Water Softeners how they work



Home Water Softeners have become an essential water treatment appliance in many australian homes. Water Softening Systems are used to soften water to avoid damage to pipelines, water heaters, dishwashers and washing machines. Hard Bore Water destroys clothing and Electricity and Gas Bills can be 25% higher for a household using borewater. Hard Water contains dissolved minerals in the form of Calcium (Ca), Magnesium (Mg), and Iron (Fe). Removal of these minerals is accomplished by softening the water through an ion exchange process using a water softener. How Water Softeners Work VIDEO

Advantages of Water Softeners:

  • Higher Quality Drinking Water
  • Prevents Hard Water Scale
  • Prevents Staining on Bathroom  Kitchen Fixtures as well as Dishes, Dishwasher, Washing Machine and Clothes
  • Significantly Reduces Soap and Cleaning Product Consumption
  • Provides Excellent Grooming & Cosmetic Benefits
  • Reduces Water Heating Costs
  • Prolongs the Life of Water Heaters, Icemakers, Dishwashers, Coffeemakers and Plumbing Fixtures.

How do Water Softeners work?

A typical water softener has four major items:

    • Resin Tank
    • Resin
    • Automatic Valve (Controller)
    • Brine or Salt Tank

Hard water flows over resin in the resin tank. Resin is in the form of tiny beads that have a special chemical property. At low concentration of sodium in typical hard water, the resin beads adsorb (combine with them) the hardness of water and replace it with an equivalent amount of sodium in water. As hardness is removed the water becomes “soft”. The resin has a fixed capacity of the amount of hardness it can remove. Once that happens the resin can no longer remove the water hardness and the resin is called “saturated” or exhausted..

Fortunately, the same resin when exposed to high sodium chloride (common salt) concentration reverses the process and adsorbs the sodium and releases the hardness. This property is utilized in regenerating the exhausted resin. This is done by temporarily stopping the softening process and exposing the resin to high salt solution from the brine tank. The entire process is controlled by the controller valve which works either on time of regeneration (normally set at 2 AM) or by a meter valve inside the controller preset to a calculated amount of water that can be softened before regeneration. After regeneration the controller rinses the resin to remove all salt not adsorbed by the resin. The entire cycle lasts less than 1 hour.

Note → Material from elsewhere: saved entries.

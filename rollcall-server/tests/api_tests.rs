//! Integration tests for rollcall-server API endpoints
//!
//! Tests cover:
//! - Health endpoint (no auth required)
//! - Student and teacher registration, login, profile
//! - Attendance marking through every gate, history and teacher reports
//! - Voice processing, mark sheet save/list/fetch/delete, export
//! - Roster and name correction

use axum::{
    body::Body,
    http::{header, Request, StatusCode},
    Router,
};
use chrono::NaiveDate;
use rollcall_common::api::load_shared_secret;
use rollcall_common::config::ServiceConfig;
use rollcall_common::db::init_database;
use rollcall_common::time::FixedClock;
use rollcall_server::{build_router, AppState};
use serde_json::{json, Value};
use std::sync::Arc;
use tempfile::TempDir;
use tower::util::ServiceExt; // for `oneshot` method

fn day() -> NaiveDate {
    NaiveDate::from_ymd_opt(2024, 3, 4).unwrap()
}

/// Test helper: fresh database with the service clock frozen at `hour:minute`
async fn setup_app_at(hour: u32, minute: u32) -> (Router, TempDir) {
    let dir = TempDir::new().unwrap();
    let pool = init_database(&dir.path().join("rollcall.db")).await.unwrap();
    let secret = load_shared_secret(&pool).await.unwrap();
    let clock = Arc::new(FixedClock::at(day(), hour, minute).unwrap());
    let state = AppState::new(pool, secret, ServiceConfig::default(), clock).unwrap();
    (build_router(state), dir)
}

/// Inside the morning window
async fn setup_app() -> (Router, TempDir) {
    setup_app_at(8, 45).await
}

/// Test helper: send a request and decode the JSON body
async fn send(app: &Router, method: &str, uri: &str, token: Option<&str>, body: Option<Value>) -> (StatusCode, Value) {
    let mut builder = Request::builder().method(method).uri(uri);
    if let Some(token) = token {
        builder = builder.header(header::AUTHORIZATION, format!("Bearer {}", token));
    }
    let request = match body {
        Some(body) => builder
            .header(header::CONTENT_TYPE, "application/json")
            .body(Body::from(body.to_string()))
            .unwrap(),
        None => builder.body(Body::empty()).unwrap(),
    };

    let response = app.clone().oneshot(request).await.unwrap();
    let status = response.status();
    let bytes = axum::body::to_bytes(response.into_body(), usize::MAX)
        .await
        .expect("Should read body");
    let json = serde_json::from_slice(&bytes).unwrap_or(Value::Null);
    (status, json)
}

fn face() -> Vec<f64> {
    (0..128).map(|i| (i as f64) / 1000.0).collect()
}

fn on_campus() -> Value {
    json!({ "latitude": 17.4105, "longitude": 78.6040 })
}

async fn register_student(app: &Router, name: &str, email: &str, roll: &str) -> String {
    let (status, body) = send(
        app,
        "POST",
        "/api/student/register",
        None,
        Some(json!({
            "name": name,
            "email": email,
            "password": "secret1",
            "rollNumber": roll,
            "year": 2,
        })),
    )
    .await;
    assert_eq!(status, StatusCode::CREATED, "{}", body);
    body["token"].as_str().unwrap().to_string()
}

async fn register_teacher(app: &Router, email: &str, employee_id: &str) -> String {
    let (status, body) = send(
        app,
        "POST",
        "/api/teacher/register",
        None,
        Some(json!({
            "name": "Dr. Rao",
            "email": email,
            "password": "teach123",
            "department": "Chemistry",
            "employeeId": employee_id,
        })),
    )
    .await;
    assert_eq!(status, StatusCode::CREATED, "{}", body);
    body["token"].as_str().unwrap().to_string()
}

/// Student with a stored face descriptor
async fn enrolled_student(app: &Router) -> String {
    let token = register_student(app, "Sarah", "sarah@example.com", "21a1").await;
    let (status, _) = send(
        app,
        "PUT",
        "/api/student/profile",
        Some(&token),
        Some(json!({ "faceDescriptor": face() })),
    )
    .await;
    assert_eq!(status, StatusCode::OK);
    token
}

// =============================================================================
// Health
// =============================================================================

#[tokio::test]
async fn test_health_endpoint_no_auth_required() {
    let (app, _dir) = setup_app().await;
    let (status, body) = send(&app, "GET", "/api/health", None, None).await;

    assert_eq!(status, StatusCode::OK);
    assert_eq!(body["status"], "ok");
    assert_eq!(body["module"], "rollcall-server");
    assert_eq!(body["database"], "ok");
    assert!(body["version"].is_string());
}

#[tokio::test]
async fn test_health_reports_unreachable_database() {
    let dir = TempDir::new().unwrap();
    let pool = init_database(&dir.path().join("rollcall.db")).await.unwrap();
    let secret = load_shared_secret(&pool).await.unwrap();
    let clock = Arc::new(FixedClock::at(day(), 8, 45).unwrap());
    let state = AppState::new(pool.clone(), secret, ServiceConfig::default(), clock).unwrap();
    let app = build_router(state);

    pool.close().await;

    let (status, body) = send(&app, "GET", "/api/health", None, None).await;
    assert_eq!(status, StatusCode::SERVICE_UNAVAILABLE);
    assert_eq!(body["status"], "degraded");
    assert_eq!(body["database"], "unreachable");
}

// =============================================================================
// Accounts
// =============================================================================

#[tokio::test]
async fn test_student_registration_and_login() {
    let (app, _dir) = setup_app().await;
    register_student(&app, "Sarah", " Sarah@Example.com ", "21a1").await;

    // Duplicate email, any case
    let (status, body) = send(
        &app,
        "POST",
        "/api/student/register",
        None,
        Some(json!({"name": "Other", "email": "SARAH@example.com", "password": "secret1", "rollNumber": "22B2", "year": "1"})),
    )
    .await;
    assert_eq!(status, StatusCode::CONFLICT);
    assert_eq!(body["error"], "An account with this email already exists");

    // Duplicate roll number after normalization
    let (status, body) = send(
        &app,
        "POST",
        "/api/student/register",
        None,
        Some(json!({"name": "Other", "email": "other@example.com", "password": "secret1", "rollNumber": "21A1", "year": "1"})),
    )
    .await;
    assert_eq!(status, StatusCode::CONFLICT);
    assert_eq!(body["error"], "This roll number is already registered");

    let (status, body) = send(&app, "POST", "/api/student/register", None, Some(json!({"name": "X"}))).await;
    assert_eq!(status, StatusCode::BAD_REQUEST);
    assert_eq!(body["error"], "All fields are required: name, email, password, rollNumber, year");

    let (status, body) = send(
        &app,
        "POST",
        "/api/student/login",
        None,
        Some(json!({"email": "sarah@example.com", "password": "wrong-one"})),
    )
    .await;
    assert_eq!(status, StatusCode::UNAUTHORIZED);
    assert_eq!(body["error"], "Invalid credentials");

    let (status, body) = send(&app, "POST", "/api/student/login", None, Some(json!({"email": ""}))).await;
    assert_eq!(status, StatusCode::BAD_REQUEST);
    assert_eq!(body["error"], "Email and password are required");

    let (status, body) = send(
        &app,
        "POST",
        "/api/student/login",
        None,
        Some(json!({"email": "sarah@example.com", "password": "secret1"})),
    )
    .await;
    assert_eq!(status, StatusCode::OK);
    assert_eq!(body["student"]["studentId"], "STU-21A1");
    assert_eq!(body["student"]["rollNumber"], "21A1");
    assert_eq!(body["student"]["course"], "N/A");
    assert_eq!(body["student"]["year"], "2");
    assert!(body["token"].is_string());
}

#[tokio::test]
async fn test_short_password_rejected() {
    let (app, _dir) = setup_app().await;
    let (status, body) = send(
        &app,
        "POST",
        "/api/student/register",
        None,
        Some(json!({"name": "Sarah", "email": "s@example.com", "password": "abc", "rollNumber": "1", "year": "1"})),
    )
    .await;
    assert_eq!(status, StatusCode::BAD_REQUEST);
    assert_eq!(body["error"], "Password must be at least 6 characters");
}

#[tokio::test]
async fn test_student_profile_face_descriptor() {
    let (app, _dir) = setup_app().await;
    let token = register_student(&app, "Sarah", "sarah@example.com", "21A1").await;

    let (status, body) = send(&app, "GET", "/api/student/profile", Some(&token), None).await;
    assert_eq!(status, StatusCode::OK);
    assert_eq!(body["student"]["hasFaceDescriptor"], false);

    let (status, body) = send(
        &app,
        "PUT",
        "/api/student/profile",
        Some(&token),
        Some(json!({ "faceDescriptor": [0.1, 0.2] })),
    )
    .await;
    assert_eq!(status, StatusCode::BAD_REQUEST);
    assert_eq!(body["error"], "A valid 128-number face descriptor is required.");

    let (status, body) = send(
        &app,
        "PUT",
        "/api/student/profile",
        Some(&token),
        Some(json!({ "faceDescriptor": face() })),
    )
    .await;
    assert_eq!(status, StatusCode::OK);
    assert_eq!(body["hasFaceDescriptor"], true);

    let (_, body) = send(&app, "GET", "/api/student/profile", Some(&token), None).await;
    assert_eq!(body["student"]["hasFaceDescriptor"], true);
    assert_eq!(body["student"]["hasFaceImage"], true);
}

Illustration of APT Aqua Pure Water Softener in service The heart of a water softener is a mineral tank. It’s filled with small polystyrene beads, also known as resin or zeolite. The beads carry a negative charge.
Calcium,magnesium and iron in water both carry positive charges. This means that these minerals will cling to the beads as the hard water passes through the mineral tank. Sodium ions also have positive charges, although not as strong as the charge on the calcium and magnesium.
When a very strong brine solution is flushed through a tank that has beads already saturated with calcium and magnesium, the sheer volume of the sodium ions is enough to drive the calcium and magnesium ions off the beads. Water softeners have a separate brine tank that uses rock salt to create this brine solution.
In normal operation, hard water moves into the mineral tank and the calcium and magnesium ions move to the beads, replacing sodium ions. The sodium ions go into the water. Once the beads are saturated with calcium and magnesium, the unit enters a 3-phase regenerating cycle. First, the backwash phase reverses water flow to flush dirt out of the tank. In the recharge phase, the concentrated sodium-rich salt solution is carried from the brine tank through the mineral tank. The sodium collects on the beads, replacing the calcium and magnesium, which go down the drain. Once this phase is over, the mineral tank is flushed of excess brine and the brine tank is refilled.

Illustration of APT Aqua Pure water softener in back-washing mode
The Control System
Most popular water softeners have an automatic regenerating system. The most basic type has an electric timer that flushes and recharges the system on a regular schedule. During recharging, soft water is not available.
A second type of control uses a computer that watches how much water is used. When enough water has passed through the mineral tank to have depleted the beads of sodium, the computer triggers regeneration. These softeners often have reserve resin capacity, so that some soft water will be available during recharging.
A third type of control uses a mechanical water meter to measure water usage and initiate recharging. The advantage of this system is that no electrical components are required and the mineral tank is only recharged when necessary. When it is equipped with two mineral tanks, softened water is always available, even when the unit is recharging.
Analysing Water Hardness
Water hardness is measured in grains per gallon (GPG) or milligrams per liter (mg/l, equivalent to parts per million, or ppm). Water up to 1 GPG (or 17.1 mg/l) is considered soft, and water from 60 to 120 GPG is considered moderately hard. A water softener’s effectiveness depends on how large the softener and how hard the incoming water is. Water over 100 GPG may need to be analysed for a suitable water softener to do the job properly, especially if iron is present.